Julian Assange denuncia estreita ligação entre o Google e o governo dos EUA

Por Redação | 27.08.2013 às 13:14

Julian Assange, o fundador do WikiLeaks, revelou que o presidente do Google, Eric Schmidt, foi visitá-lo na Inglaterra em 2011 quando ele ainda estava em prisão domiciliar. Os dois teriam realizado uma reunião secreta e agora, Assange garantiu ter descoberto que o Departamento de Estado dos Estados Unidos usa o Google a seu favor.

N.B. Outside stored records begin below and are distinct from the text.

//! Error types for emmet-bridge
//!
//! "Nothing found" outcomes (no abbreviation, no context, no section) are
//! plain `None` values. The variants here are reserved for input that is
//! present but invalid, and for I/O around settings and the CLI.

use thiserror::Error;

/// Result type alias for emmet-bridge operations
pub type Result<T> = std::result::Result<T, Error>;

/// Bridge error types
#[derive(Error, Debug)]
pub enum Error {
    #[error("I/O error: {0}")]
    Io(#[from] std::io::Error),

    #[error("Invalid settings: {0}")]
    Settings(#[from] toml::de::Error),

    #[error("Invalid abbreviation at {pos}: {message}")]
    MalformedAbbreviation { pos: usize, message: String },

    #[error("Invalid expression: {0}")]
    MalformedExpression(String),

    #[error("Expansion failed: {0}")]
    Engine(String),

    #[error("{0}")]
    Message(String),
}

impl Error {
    /// Whether this error describes malformed user input under the cursor
    pub fn is_malformed(&self) -> bool {
        matches!(
            self,
            Error::MalformedAbbreviation { .. } | Error::MalformedExpression(_)
        )
    }
}
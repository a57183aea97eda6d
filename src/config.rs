//! Settings file support
//!
//! Loads settings from ~/.emmet-bridge.toml (or %USERPROFILE%\.emmet-bridge.toml
//! on Windows)
//!
//! The `[config]` table is handed to the expansion engine unchanged as the
//! global configuration; everything else is reserved for the bridge itself.
//!
//! Example:
//! ```text
//! # emmet-bridge settings
//! [config.markup.snippets]
//! foo = "div.foo"
//!
//! [config.stylesheet.options]
//! "stylesheet.shortHex" = false
//! ```

use std::fs;
use std::path::{Path, PathBuf};

use tracing::{debug, warn};

use crate::error::Result;

const FILE_NAME: &str = ".emmet-bridge.toml";

/// Global engine configuration: the `[config]` table of the settings file
#[derive(Debug, Clone, Default, PartialEq)]
pub struct GlobalConfig(toml::Table);

impl GlobalConfig {
    pub fn new(table: toml::Table) -> Self {
        Self(table)
    }

    pub fn get(&self, key: &str) -> Option<&toml::Value> {
        self.0.get(key)
    }

    pub fn is_empty(&self) -> bool {
        self.0.is_empty()
    }

    pub fn as_table(&self) -> &toml::Table {
        &self.0
    }
}

/// Parsed settings file
#[derive(Debug, Clone, Default, PartialEq)]
pub struct Settings {
    table: toml::Table,
}

impl Settings {
    /// Get the settings file path
    pub fn config_path() -> Option<PathBuf> {
        #[cfg(windows)]
        {
            std::env::var("USERPROFILE")
                .ok()
                .map(|home| PathBuf::from(home).join(FILE_NAME))
        }

        #[cfg(not(windows))]
        {
            std::env::var("HOME")
                .ok()
                .map(|home| PathBuf::from(home).join(FILE_NAME))
        }
    }

    /// Parse settings file contents
    pub fn parse(contents: &str) -> Result<Self> {
        let table = contents.parse::<toml::Table>()?;
        Ok(Self { table })
    }

    /// Read and parse a settings file
    pub fn load_from(path: &Path) -> Result<Self> {
        let contents = fs::read_to_string(path)?;
        Self::parse(&contents)
    }

    /// Top-level value by key
    pub fn get(&self, key: &str) -> Option<&toml::Value> {
        self.table.get(key)
    }

    /// The `[config]` table; empty when missing or not a table
    pub fn global_config(&self) -> GlobalConfig {
        match self.table.get("config") {
            Some(toml::Value::Table(table)) => GlobalConfig::new(table.clone()),
            Some(other) => {
                warn!("ignoring non-table `config` setting ({})", other.type_str());
                GlobalConfig::default()
            }
            None => GlobalConfig::default(),
        }
    }
}

/// Where the expansion driver gets its settings from
pub trait SettingsSource {
    fn load(&self) -> Settings;
}

impl SettingsSource for Settings {
    fn load(&self) -> Settings {
        self.clone()
    }
}

/// Settings read from a file on every load
///
/// A missing file yields default settings; an unreadable or invalid one is
/// logged and also yields defaults.
#[derive(Debug, Clone, Default)]
pub struct SettingsFile {
    path: Option<PathBuf>,
}

impl SettingsFile {
    /// The per-user settings file
    pub fn user() -> Self {
        Self {
            path: Settings::config_path(),
        }
    }

    pub fn at(path: impl Into<PathBuf>) -> Self {
        Self {
            path: Some(path.into()),
        }
    }

    pub fn path(&self) -> Option<&Path> {
        self.path.as_deref()
    }
}

impl SettingsSource for SettingsFile {
    fn load(&self) -> Settings {
        let Some(path) = &self.path else {
            return Settings::default();
        };
        if !path.exists() {
            debug!("no settings file at {}", path.display());
            return Settings::default();
        }
        match Settings::load_from(path) {
            Ok(settings) => {
                debug!("loaded settings from {}", path.display());
                settings
            }
            Err(err) => {
                warn!("using default settings, {}: {}", path.display(), err);
                Settings::default()
            }
        }
    }
}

O texto de Assange foi divulgado no australiano The Stringer, e diz ainda que Schmidt e sua companhia também são usados pelo governo norte-americano para fazer "coisas que a CIA não pode fazer" em áreas como Irã e Azerbaijão.

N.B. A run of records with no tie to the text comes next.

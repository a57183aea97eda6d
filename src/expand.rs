//! Expansion driver
//!
//! Emmet itself is an external engine behind `ExpansionEngine`. The driver
//! owns the state that outlives a single call: the grammar cache and the
//! global configuration read from settings. It also decides how the engine
//! renders tab stops and plain text for the host editor.

use std::any::Any;
use std::borrow::Cow;
use std::collections::HashMap;

use once_cell::sync::Lazy;
use regex::{NoExpand, Regex};
use tracing::debug;

use crate::config::{GlobalConfig, SettingsSource};
use crate::context::SyntaxContext;
use crate::error::Result;

static DOLLAR: Lazy<Regex> = Lazy::new(|| Regex::new(r"\$").expect("Valid dollar regex"));

/// Expands abbreviations into text
pub trait ExpansionEngine {
    /// Expand `abbreviation`
    ///
    /// The engine may memoise parsed grammar in `options.cache` and must use
    /// `options.output` to render tab stops and text.
    fn expand(
        &self,
        abbreviation: &str,
        options: &mut ExpandOptions<'_>,
        global: &GlobalConfig,
    ) -> Result<String>;
}

/// Engine-defined memoised values keyed by abbreviation source
#[derive(Default)]
pub struct GrammarCache {
    entries: HashMap<String, Box<dyn Any + Send>>,
}

impl GrammarCache {
    pub fn new() -> Self {
        Self::default()
    }

    /// Cached value for `key`, if present and of type `T`
    pub fn get<T: 'static>(&self, key: &str) -> Option<&T> {
        self.entries.get(key).and_then(|v| v.downcast_ref::<T>())
    }

    pub fn insert<T: Send + 'static>(&mut self, key: impl Into<String>, value: T) {
        self.entries.insert(key.into(), Box::new(value));
    }

    pub fn contains(&self, key: &str) -> bool {
        self.entries.contains_key(key)
    }

    pub fn len(&self) -> usize {
        self.entries.len()
    }

    pub fn is_empty(&self) -> bool {
        self.entries.is_empty()
    }

    pub fn clear(&mut self) {
        self.entries.clear();
    }
}

impl std::fmt::Debug for GrammarCache {
    fn fmt(&self, f: &mut std::fmt::Formatter<'_>) -> std::fmt::Result {
        f.debug_struct("GrammarCache")
            .field("entries", &self.entries.len())
            .finish()
    }
}

/// How tab stops are rendered
#[derive(Debug, Clone, Copy, PartialEq, Eq, Default)]
pub enum FieldStrategy {
    /// Editor snippet syntax: `${1:placeholder}` or `${1}`
    #[default]
    Snippet,
    /// Plain placeholder text, for previews
    Preview,
}

impl FieldStrategy {
    pub fn render(&self, index: usize, placeholder: &str) -> String {
        match self {
            FieldStrategy::Snippet if placeholder.is_empty() => format!("${{{}}}", index),
            FieldStrategy::Snippet => format!("${{{}:{}}}", index, placeholder),
            FieldStrategy::Preview => placeholder.to_string(),
        }
    }
}

/// How literal text is emitted
#[derive(Debug, Clone, Copy, PartialEq, Eq, Default)]
pub enum TextStrategy {
    /// Escape `$` so the snippet parser keeps it literal
    #[default]
    Escape,
    Verbatim,
}

impl TextStrategy {
    pub fn apply<'t>(&self, text: &'t str) -> Cow<'t, str> {
        match self {
            TextStrategy::Escape => DOLLAR.replace_all(text, NoExpand(r"\$")),
            TextStrategy::Verbatim => Cow::Borrowed(text),
        }
    }
}

/// Output options the engine renders with
#[derive(Debug, Clone, Copy, PartialEq, Eq)]
pub struct OutputOptions {
    pub field: FieldStrategy,
    pub text: TextStrategy,
    /// Produce indented, multi-line output
    pub format: bool,
}

/// Caller overrides for `OutputOptions`; set fields win
#[derive(Debug, Clone, Copy, PartialEq, Eq, Default)]
pub struct OutputOverrides {
    pub field: Option<FieldStrategy>,
    pub text: Option<TextStrategy>,
    pub format: Option<bool>,
}

/// Per-call expansion request
#[derive(Debug, Clone, PartialEq, Eq, Default)]
pub struct ExpandConfig {
    pub syntax: SyntaxContext,
    /// Render tab stops as plain placeholders
    pub preview: bool,
    pub options: OutputOverrides,
}

impl ExpandConfig {
    pub fn new(syntax: SyntaxContext) -> Self {
        Self {
            syntax,
            ..Self::default()
        }
    }

    pub fn preview(mut self) -> Self {
        self.preview = true;
        self
    }

    /// Defaults derived from the context, then the caller's overrides
    pub fn output(&self) -> OutputOptions {
        OutputOptions {
            field: self.options.field.unwrap_or(if self.preview {
                FieldStrategy::Preview
            } else {
                FieldStrategy::Snippet
            }),
            text: self.options.text.unwrap_or(TextStrategy::Escape),
            format: self.options.format.unwrap_or(!self.syntax.inline),
        }
    }
}

/// Everything the engine receives for one call
#[derive(Debug)]
pub struct ExpandOptions<'a> {
    pub cache: &'a mut GrammarCache,
    pub syntax: SyntaxContext,
    pub output: OutputOptions,
}

/// Drives an `ExpansionEngine` with cached state and settings
pub struct Expander<E, S> {
    engine: E,
    settings: S,
    cache: GrammarCache,
    global: Option<GlobalConfig>,
}

impl<E: ExpansionEngine, S: SettingsSource> Expander<E, S> {
    pub fn new(engine: E, settings: S) -> Self {
        Self {
            engine,
            settings,
            cache: GrammarCache::new(),
            global: None,
        }
    }

    /// Expand `abbreviation` with the engine
    pub fn expand(&mut self, abbreviation: &str, config: ExpandConfig) -> Result<String> {
        let output = config.output();
        let global = self
            .global
            .get_or_insert_with(|| {
                debug!("loading global expansion config");
                self.settings.load().global_config()
            });

        let mut options = ExpandOptions {
            cache: &mut self.cache,
            syntax: config.syntax,
            output,
        };
        self.engine.expand(abbreviation, &mut options, global)
    }

    /// Settings changed: drop cached grammar and reload configuration on next use
    pub fn invalidate(&mut self) {
        debug!("invalidating {} cached entries", self.cache.len());
        self.cache.clear();
        self.global = None;
    }

    pub fn cache(&self) -> &GrammarCache {
        &self.cache
    }

    pub fn engine(&self) -> &E {
        &self.engine
    }
}

#[cfg(test)]
mod tests {
    use super::*;
    use crate::config::Settings;
    use crate::error::Error;
    use crate::syntax::SyntaxKind;
    use std::cell::{Cell, RefCell};

    /// Renders `<abbr>` followed by one tab stop, caching each abbreviation
    #[derive(Default)]
    struct FakeEngine {
        seen: RefCell<Vec<(SyntaxContext, OutputOptions)>>,
    }

    impl ExpansionEngine for FakeEngine {
        fn expand(
            &self,
            abbreviation: &str,
            options: &mut ExpandOptions<'_>,
            global: &GlobalConfig,
        ) -> Result<String> {
            if abbreviation.is_empty() {
                return Err(Error::Engine("empty abbreviation".to_string()));
            }
            self.seen
                .borrow_mut()
                .push((options.syntax.clone(), options.output));
            options.cache.insert(abbreviation, abbreviation.len());

            let suffix = global
                .get("suffix")
                .and_then(|v| v.as_str())
                .unwrap_or("");
            Ok(format!(
                "<{}>{}{}",
                options.output.text.apply(abbreviation),
                options.output.field.render(2, "text"),
                suffix
            ))
        }
    }

    #[derive(Default)]
    struct CountingSource {
        loads: Cell<usize>,
    }

    impl SettingsSource for CountingSource {
        fn load(&self) -> Settings {
            self.loads.set(self.loads.get() + 1);
            Settings::parse("[config]\nsuffix = \"!\"").unwrap()
        }
    }

    fn expander() -> Expander<FakeEngine, Settings> {
        Expander::new(FakeEngine::default(), Settings::default())
    }

    #[test]
    fn test_expander_is_shareable_behind_mutex() {
        fn assert_send<T: Send>() {}
        assert_send::<GrammarCache>();
        assert_send::<Expander<FakeEngine, Settings>>();

        let shared = std::sync::Arc::new(std::sync::Mutex::new(expander()));
        let worker = {
            let shared = std::sync::Arc::clone(&shared);
            std::thread::spawn(move || {
                let mut expander = shared.lock().unwrap();
                expander.expand("a", ExpandConfig::default())
            })
        };
        assert_eq!(worker.join().unwrap().unwrap(), "<a>${2:text}");
        assert!(shared.lock().unwrap().cache().contains("a"));
    }

    #[test]
    fn test_field_rendering() {
        assert_eq!(FieldStrategy::Snippet.render(2, "text"), "${2:text}");
        assert_eq!(FieldStrategy::Snippet.render(1, ""), "${1}");
        assert_eq!(FieldStrategy::Preview.render(2, "text"), "text");
        assert_eq!(FieldStrategy::Preview.render(1, ""), "");
    }

    #[test]
    fn test_text_escaping() {
        assert_eq!(TextStrategy::Escape.apply("a$b$"), "a\\$b\\$");
        assert_eq!(TextStrategy::Escape.apply("plain"), "plain");
        assert_eq!(TextStrategy::Verbatim.apply("a$b"), "a$b");
    }

    #[test]
    fn test_preview_vs_snippet() {
        let mut expander = expander();

        let snippet = expander.expand("a", ExpandConfig::default()).unwrap();
        assert_eq!(snippet, "<a>${2:text}");

        let preview = expander
            .expand("a", ExpandConfig::default().preview())
            .unwrap();
        assert_eq!(preview, "<a>text");
    }

    #[test]
    fn test_format_follows_inline() {
        let mut expander = expander();

        let mut syntax = SyntaxContext::new("css", SyntaxKind::Stylesheet);
        syntax.inline = true;
        expander.expand("m10", ExpandConfig::new(syntax)).unwrap();
        expander.expand("div", ExpandConfig::default()).unwrap();

        let seen = expander.engine().seen.borrow();
        assert!(!seen[0].1.format);
        assert_eq!(seen[0].0.syntax, "css");
        assert!(seen[1].1.format);
    }

    #[test]
    fn test_overrides_win() {
        let mut expander = expander();
        let config = ExpandConfig {
            preview: true,
            options: OutputOverrides {
                field: Some(FieldStrategy::Snippet),
                text: Some(TextStrategy::Verbatim),
                format: Some(false),
            },
            ..ExpandConfig::default()
        };

        assert_eq!(expander.expand("$x", config).unwrap(), "<$x>${2:text}");
        let seen = expander.engine().seen.borrow();
        assert!(!seen[0].1.format);
    }

    #[test]
    fn test_global_config_loaded_once() {
        let mut expander = Expander::new(FakeEngine::default(), CountingSource::default());

        assert_eq!(expander.expand("a", ExpandConfig::default()).unwrap(), "<a>${2:text}!");
        expander.expand("b", ExpandConfig::default()).unwrap();
        assert_eq!(expander.settings.loads.get(), 1);

        expander.invalidate();
        expander.expand("c", ExpandConfig::default()).unwrap();
        assert_eq!(expander.settings.loads.get(), 2);
    }

    #[test]
    fn test_cache_cleared_on_invalidate() {
        let mut expander = expander();
        expander.expand("ul>li", ExpandConfig::default()).unwrap();
        expander.expand("p", ExpandConfig::default()).unwrap();

        assert_eq!(expander.cache().len(), 2);
        assert_eq!(expander.cache().get::<usize>("ul>li"), Some(&5));
        assert_eq!(expander.cache().get::<String>("ul>li"), None);

        expander.invalidate();
        assert!(expander.cache().is_empty());
        assert!(!expander.cache().contains("p"));
    }

    #[test]
    fn test_engine_errors_propagate() {
        let mut expander = expander();
        let err = expander.expand("", ExpandConfig::default()).unwrap_err();
        assert!(matches!(err, Error::Engine(_)));
    }
}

"Pode-se-supor que, ao visitar-me, [Schmidt] estaria demonstrando que ele e outros grandes nomes do Google estariam secretamente do nosso lado, que apoiavam a luta do WikiLeaks pela justiça, a transparência do Governo e a privacidade das pessoas. Mas seria uma suposição falsa. A sua agenda era muito mais complexa e, como viemos a descobrir, era indissociável da agenda do Departamento de Estado dos EUA", escreveu o fundador do Wikileaks.

Na época, o pretexto da visita era que o presidente do Google estava escrevendo um livro, o 'The New Digital Age'. Livro este que Assange alega não se tratar de uma forma de comunicação com o público e muito menos de ganhar dinheiro. Em vez disso, "este livro é um mecanismo pelo qual o Google pretende se projetar em Washington".

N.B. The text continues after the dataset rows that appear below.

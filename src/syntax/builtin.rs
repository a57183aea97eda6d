//! Built-in syntax definitions

use super::registry::SyntaxDefinition;
use super::SyntaxKind::{Markup, Stylesheet};

/// Get all built-in syntax definitions
pub fn all_syntaxes() -> Vec<SyntaxDefinition> {
    vec![
        // HTML family
        SyntaxDefinition::new("html", Markup).with_html().with_extensions(&["html", "htm", "shtml"]),
        SyntaxDefinition::new("xhtml", Markup).with_html().with_extensions(&["xhtml"]),
        SyntaxDefinition::new("vue", Markup).with_html().with_extensions(&["vue"]),
        SyntaxDefinition::new("xml", Markup).with_xml().with_extensions(&["xml", "svg", "plist"]),
        SyntaxDefinition::new("xsl", Markup).with_xml().with_extensions(&["xsl", "xslt"]),
        SyntaxDefinition::new("jsx", Markup).with_jsx().with_extensions(&["jsx", "tsx"]),
        // Indentation-based markup: no tags to match
        SyntaxDefinition::new("haml", Markup).with_extensions(&["haml"]),
        SyntaxDefinition::new("pug", Markup).with_extensions(&["pug", "jade"]),
        SyntaxDefinition::new("slim", Markup).with_extensions(&["slim"]),
        // Stylesheets
        SyntaxDefinition::new("css", Stylesheet).with_extensions(&["css"]),
        SyntaxDefinition::new("scss", Stylesheet).with_extensions(&["scss"]),
        SyntaxDefinition::new("sass", Stylesheet).with_extensions(&["sass"]),
        SyntaxDefinition::new("less", Stylesheet).with_extensions(&["less"]),
        SyntaxDefinition::new("sss", Stylesheet).with_extensions(&["sss"]),
        SyntaxDefinition::new("stylus", Stylesheet).with_extensions(&["styl"]),
    ]
}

Fato é que o livro recebeu boas críticas por parte de vários políticos como Bill Clinton, Tony Blair ou Henry Kissinger. "Aliando-se aos Estados Unidos, o Google consolida assim a sua própria segurança, em detrimento de todos os competidores", esclarece Assange.

O artigo de Assange não para por aí. Ele diz ainda que Jared Cohen, ex -assessor de Hillary Clinton, participou de inúmeras missões enquanto trabalhava para o Departamento de Estado dos EUA, entre as quais se conta uma viagem para o Afeganistão, onde Cohen tentou convencer as quatro maiores operadoras de telefonia da região a transferirem suas antenas para bases militares norte-americanas. Jared Cohen foi o coautor do livro de Eric Schmidt.

"Que o Google estava recebendo dinheiro da NSA [Agência de Segurança dos Estados Unidos] para conceder dados pessoais dos usuários não é surpresa. Quando o Google encontrou o mundo grande e mau, ele também tornou-se grande e mau", finaliza Assange.

No entanto, é importante ressaltar que o texto publicado por Assange e o conteúdo de sua conversa com o presidente do Google não prova a alegação de que o gigante da web é um peão à disposição do Departamento de Estado norte-americano.